| Source data |
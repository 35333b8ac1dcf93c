//! HLSL token spellings for types, operators and intrinsics.
//!
//! A separate table from the SPIR-V backend's opcode dispatch in
//! `fxc-spirv::generator`, because the same [`fxc_codegen::Intrinsic`] or
//! [`fxc_codegen::BinaryOp`] maps to an HLSL *token*, not an opcode selected
//! by operand type.

use fxc_codegen::{BinaryOp, Intrinsic, UnaryOp};
use fxc_ir::ty::{BaseType, Type};

pub fn type_name(ty: &Type) -> String {
    if ty.base == BaseType::Texture {
        return "Texture2D".to_string();
    }
    if ty.base == BaseType::Sampler {
        return "SamplerState".to_string();
    }
    let scalar = match ty.base {
        BaseType::Void => return "void".to_string(),
        BaseType::Bool => "bool",
        BaseType::Int => "int",
        BaseType::Uint => "uint",
        BaseType::Float => "float",
        BaseType::Struct => "struct",
        BaseType::String => "string",
        BaseType::Texture | BaseType::Sampler => unreachable!(),
    };
    let mut name = scalar.to_string();
    if ty.is_matrix() {
        name.push_str(&format!("{}x{}", ty.rows, ty.cols));
    } else if ty.is_vector() {
        name.push_str(&ty.rows.to_string());
    }
    name
}

pub fn unary_token(op: UnaryOp) -> &'static str {
    match op {
        UnaryOp::Neg => "-",
        UnaryOp::Not => "!",
        UnaryOp::BitNot => "~",
        UnaryOp::PreInc | UnaryOp::PostInc => "++",
        UnaryOp::PreDec | UnaryOp::PostDec => "--",
    }
}

pub fn binary_token(op: BinaryOp) -> &'static str {
    match op {
        BinaryOp::Add => "+",
        BinaryOp::Sub => "-",
        BinaryOp::Mul => "*",
        BinaryOp::Div => "/",
        BinaryOp::Rem => "%",
        BinaryOp::BitAnd => "&",
        BinaryOp::BitOr => "|",
        BinaryOp::BitXor => "^",
        BinaryOp::Shl => "<<",
        BinaryOp::Shr => ">>",
        BinaryOp::And => "&&",
        BinaryOp::Or => "||",
        BinaryOp::Eq => "==",
        BinaryOp::Ne => "!=",
        BinaryOp::Lt => "<",
        BinaryOp::Le => "<=",
        BinaryOp::Gt => ">",
        BinaryOp::Ge => ">=",
    }
}

pub fn intrinsic_name(intrinsic: Intrinsic) -> &'static str {
    match intrinsic {
        Intrinsic::Abs => "abs",
        Intrinsic::Saturate => "saturate",
        Intrinsic::Clamp => "clamp",
        Intrinsic::Lerp => "lerp",
        Intrinsic::Dot => "dot",
        Intrinsic::Cross => "cross",
        Intrinsic::Normalize => "normalize",
        Intrinsic::Mul => "mul",
        Intrinsic::Sample => "Sample",
        Intrinsic::Pow => "pow",
        Intrinsic::Sqrt => "sqrt",
        Intrinsic::Sin => "sin",
        Intrinsic::Cos => "cos",
        Intrinsic::Tan => "tan",
        Intrinsic::Min => "min",
        Intrinsic::Max => "max",
        Intrinsic::Floor => "floor",
        Intrinsic::Ceil => "ceil",
        Intrinsic::Frac => "frac",
    }
}

#[cfg(test)]
mod tests {
    use super::*;

    #[test]
    fn matrix_spelling_uses_rows_x_cols() {
        assert_eq!(type_name(&Type::FLOAT4X4), "float4x4");
    }

    #[test]
    fn vector_spelling_uses_single_count() {
        assert_eq!(type_name(&Type::FLOAT3), "float3");
    }
}
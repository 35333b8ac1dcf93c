//! Structured-control-flow hints passed from the frontend down to
//! `emit_if`/`emit_loop`/`emit_switch`.

bitflags::bitflags! {
    /// Mirrors SPIR-V's `SelectionControlMask`/`LoopControlMask` bit shapes;
    /// the SPIR-V backend maps these directly onto `OpSelectionMerge`'s and
    /// `OpLoopMerge`'s control operand, the HLSL backend onto
    /// `[flatten]`/`[branch]`/`[unroll]`/`[loop]` attributes.
    #[derive(Debug, Clone, Copy, PartialEq, Eq, Hash)]
    pub struct ControlFlags: u32 {
        const NONE          = 0;
        const FLATTEN       = 0b0001;
        const DONT_FLATTEN  = 0b0010;
        const UNROLL        = 0b0100;
        const DONT_UNROLL   = 0b1000;
    }
}

pub type BlockId = u32;

#[derive(Clone, Debug, PartialEq)]
pub struct SwitchCase {
    pub literal: i32,
    pub target: BlockId,
}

| Task instructions |
The count of lines above that include the string "HLSL" is the sole expected answer.

| Response |
3